Search the entries below for the string "improve" and copy the lines that hold it.
::: Record extracts :::
use std::{path::PathBuf, time::Duration};

use bollard::{Docker, API_DEFAULT_VERSION};

use super::{Endpoint, RuntimeKind, RuntimeSession, TlsMaterial};
use crate::{HostOs, Settings};

/// Timeout, in seconds, for requests sent by the API client.
const CLIENT_TIMEOUT: u64 = 120;

/// Maximum time to wait for the response of a ping.
const PING_TIMEOUT: Duration = Duration::from_secs(10);

const WINDOWS_PIPE: &str = "//./pipe/docker_engine";

const WINDOWS_LOCAL_HTTP: &str = "http://localhost:2375";

#[derive(thiserror::Error, Debug)]
pub enum ConnectError {
    #[error("API client error: {0}")]
    Client(#[from] bollard::errors::Error),

    #[error("Unsupported endpoint: {0}")]
    Unsupported(String),

    #[error("No response from {0}")]
    Timeout(Endpoint),

    #[error("No container runtime found.")]
    NotFound,
}

/// Endpoint to probe.
#[derive(Debug, PartialEq)]
pub(super) struct Candidate {
    pub kind: RuntimeKind,
    pub endpoint: Endpoint,
    pub tls: Option<TlsMaterial>,
}

impl Candidate {
    fn new(kind: RuntimeKind, endpoint: Endpoint) -> Self {
        Candidate {
            kind,
            endpoint,
            tls: None,
        }
    }
}

/// Endpoints for every runtime, in the order they are probed.
pub(super) fn probe_table(settings: &Settings) -> Vec<Candidate> {
    let mut table = Vec::new();
    let windows = settings.os == HostOs::Windows;

    match settings.docker_host.as_deref() {
        Some(host) => match Endpoint::parse(host) {
            Some(endpoint) => {
                let tls = match endpoint {
                    Endpoint::Http(_) => TlsMaterial::from_settings(settings),
                    _ => None,
                };

                if tls.as_ref().is_some_and(|t| !t.verify) {
                    tracing::info!(host, "TLS Verification disabled");
                }

                table.push(Candidate {
                    kind: RuntimeKind::DockerRoot,
                    endpoint,
                    tls,
                });
            }

            None => tracing::debug!(host, "DOCKER_HOST can't be used with the API client"),
        },

        None if windows => table.push(Candidate::new(
            RuntimeKind::DockerRoot,
            Endpoint::NamedPipe(WINDOWS_PIPE.to_owned()),
        )),

        None => table.push(Candidate::new(
            RuntimeKind::DockerRoot,
            Endpoint::Unix("/var/run/docker.sock".into()),
        )),
    }

    if windows {
        table.push(Candidate::new(
            RuntimeKind::DockerWindowsTls,
            Endpoint::Http(WINDOWS_LOCAL_HTTP.to_owned()),
        ));

        return table;
    }

    if let Some(home) = &settings.home_dir {
        let path = home.join(".docker").join("run").join("docker.sock");
        table.push(Candidate::new(RuntimeKind::DockerRootless, Endpoint::Unix(path)));
    }

    if let Some(dir) = &settings.xdg_runtime_dir {
        let path = dir.join("docker.sock");
        table.push(Candidate::new(RuntimeKind::DockerRootless, Endpoint::Unix(path)));
    }

    if let Some(dir) = &settings.xdg_runtime_dir {
        let path = dir.join("podman").join("podman.sock");
        table.push(Candidate::new(RuntimeKind::PodmanRootless, Endpoint::Unix(path)));
    }

    if let Some(path) = user_podman_socket() {
        table.push(Candidate::new(RuntimeKind::PodmanRootless, Endpoint::Unix(path)));
    }

    table.push(Candidate::new(
        RuntimeKind::PodmanRoot,
        Endpoint::Unix("/run/podman/podman.sock".into()),
    ));

    // The same socket can appear twice if `XDG_RUNTIME_DIR` is `/run/user/<uid>`.
    let mut seen = Vec::new();
    table.retain(|c| {
        if seen.contains(&c.endpoint) {
            false
        } else {
            seen.push(c.endpoint.clone());
            true
        }
    });

    table
}

#[cfg(unix)]
fn user_podman_socket() -> Option<PathBuf> {
    let uid = rustix::process::getuid().as_raw();
    Some(format!("/run/user/{uid}/podman/podman.sock").into())
}

#[cfg(not(unix))]
fn user_podman_socket() -> Option<PathBuf> {
    None
}

/// Probe every endpoint, and return a session for the first one that
/// answers a ping.
pub(super) async fn find_runtime(settings: &Settings) -> Result<RuntimeSession, ConnectError> {
    for candidate in probe_table(settings) {
        if let Endpoint::Unix(path) = &candidate.endpoint {
            if !path.exists() {
                tracing::debug!(kind = %candidate.kind, path = %path.display(), "socket not found");
                continue;
            }
        }

        match ping(&candidate).await {
            Ok(client) => {
                log_detected(candidate.kind);

                return Ok(RuntimeSession {
                    kind: candidate.kind,
                    endpoint: candidate.endpoint,
                    tls: candidate.tls,
                    client,
                });
            }

            Err(err) => {
                tracing::debug!(
                    kind = %candidate.kind,
                    endpoint = %candidate.endpoint,
                    %err,
                    "runtime probe failed",
                );
            }
        }
    }

    Err(ConnectError::NotFound)
}

async fn ping(candidate: &Candidate) -> Result<Docker, ConnectError> {
    let client = connect(&candidate.endpoint, candidate.tls.as_ref())?;

    match tokio::time::timeout(PING_TIMEOUT, client.ping()).await {
        Ok(response) => {
            response?;
            Ok(client)
        }

        Err(_) => Err(ConnectError::Timeout(candidate.endpoint.clone())),
    }
}

/// Create an API client for `endpoint`.
///
/// No request is sent to the daemon.
pub(crate) fn connect(endpoint: &Endpoint, tls: Option<&TlsMaterial>) -> Result<Docker, ConnectError> {
    match (endpoint, tls) {
        #[cfg(unix)]
        (Endpoint::Unix(path), _) => {
            let path = path
                .to_str()
                .ok_or_else(|| ConnectError::Unsupported(path.display().to_string()))?;

            Ok(Docker::connect_with_unix(
                path,
                CLIENT_TIMEOUT,
                API_DEFAULT_VERSION,
            )?)
        }

        #[cfg(windows)]
        (Endpoint::NamedPipe(pipe), _) => Ok(Docker::connect_with_named_pipe(
            pipe,
            CLIENT_TIMEOUT,
            API_DEFAULT_VERSION,
        )?),

        #[cfg(feature = "tls")]
        (Endpoint::Http(url), Some(tls)) => Ok(Docker::connect_with_ssl(
            url,
            &tls.key,
            &tls.cert,
            &tls.ca,
            CLIENT_TIMEOUT,
            API_DEFAULT_VERSION,
        )?),

        #[cfg(not(feature = "tls"))]
        (Endpoint::Http(url), Some(_)) => Err(ConnectError::Unsupported(format!(
            "{url} requires the `tls` feature"
        ))),

        (Endpoint::Http(url), None) => Ok(Docker::connect_with_http(
            url,
            CLIENT_TIMEOUT,
            API_DEFAULT_VERSION,
        )?),

        #[allow(unreachable_patterns)]
        (other, _) => Err(ConnectError::Unsupported(other.to_string())),
    }
}

fn log_detected(kind: RuntimeKind) {
    match kind {
        RuntimeKind::DockerRoot => tracing::debug!(
            "Docker service in root mode detected. Consider switching to rootless mode to improve security. See https://docs.docker.com/engine/security/rootless/"
        ),

        RuntimeKind::DockerRootless => tracing::debug!("Docker service in rootless mode detected."),

        RuntimeKind::DockerWindowsTls => tracing::debug!("Docker desktop on Windows detected."),

        RuntimeKind::PodmanRootless => tracing::debug!("Podman in rootless mode detected."),

        RuntimeKind::PodmanRoot => tracing::info!(
            "Podman in root mode detected. Consider switching to rootless mode to improve security. See https://github.com/containers/podman/blob/main/docs/tutorials/rootless_tutorial.md"
        ),

        RuntimeKind::ContainerdUnsupported | RuntimeKind::None => (),
    }
}

#[cfg(unix)]
#[test]
fn probe_order_on_linux() {
    let settings = Settings {
        os: HostOs::Linux,
        home_dir: Some("/home/u".into()),
        xdg_runtime_dir: Some("/tmp/xdg".into()),
        ..Settings::default()
    };

    let table = probe_table(&settings);
    let kinds: Vec<_> = table.iter().map(|c| c.kind).collect();

    assert_eq!(
        kinds,
        [
            RuntimeKind::DockerRoot,
            RuntimeKind::DockerRootless,
            RuntimeKind::DockerRootless,
            RuntimeKind::PodmanRootless,
            RuntimeKind::PodmanRootless,
            RuntimeKind::PodmanRoot,
        ]
    );

    assert_eq!(table[0].endpoint, Endpoint::Unix("/var/run/docker.sock".into()));
    assert_eq!(table[1].endpoint, Endpoint::Unix("/home/u/.docker/run/docker.sock".into()));
    assert_eq!(table[2].endpoint, Endpoint::Unix("/tmp/xdg/docker.sock".into()));
    assert_eq!(table[3].endpoint, Endpoint::Unix("/tmp/xdg/podman/podman.sock".into()));
}

#[test]
fn probe_order_on_windows() {
    let settings = Settings {
        os: HostOs::Windows,
        ..Settings::default()
    };

    let table = probe_table(&settings);

    assert_eq!(
        table,
        [
            Candidate::new(
                RuntimeKind::DockerRoot,
                Endpoint::NamedPipe(WINDOWS_PIPE.into())
            ),
            Candidate::new(
                RuntimeKind::DockerWindowsTls,
                Endpoint::Http(WINDOWS_LOCAL_HTTP.into())
            ),
        ]
    );
}

#[test]
fn docker_host_with_certificates() {
    let settings = Settings {
        os: HostOs::Linux,
        docker_host: Some("tcp://10.0.0.2:2376".into()),
        cert_path: Some("/certs".into()),
        ..Settings::default()
    };

    let table = probe_table(&settings);

    assert_eq!(table[0].kind, RuntimeKind::DockerRoot);
    assert_eq!(table[0].endpoint, Endpoint::Http("tcp://10.0.0.2:2376".into()));
    assert!(table[0].tls.as_ref().is_some_and(|t| t.verify));
}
:::
**Final answer:**
            "Docker service in root mode detected. Consider switching to rootless mode to improve security. See https://docs.docker.com/engine/security/rootless/"
            "Podman in root mode detected. Consider switching to rootless mode to improve security. See https://github.com/containers/podman/blob/main/docs/tutorials/rootless_tutorial.md"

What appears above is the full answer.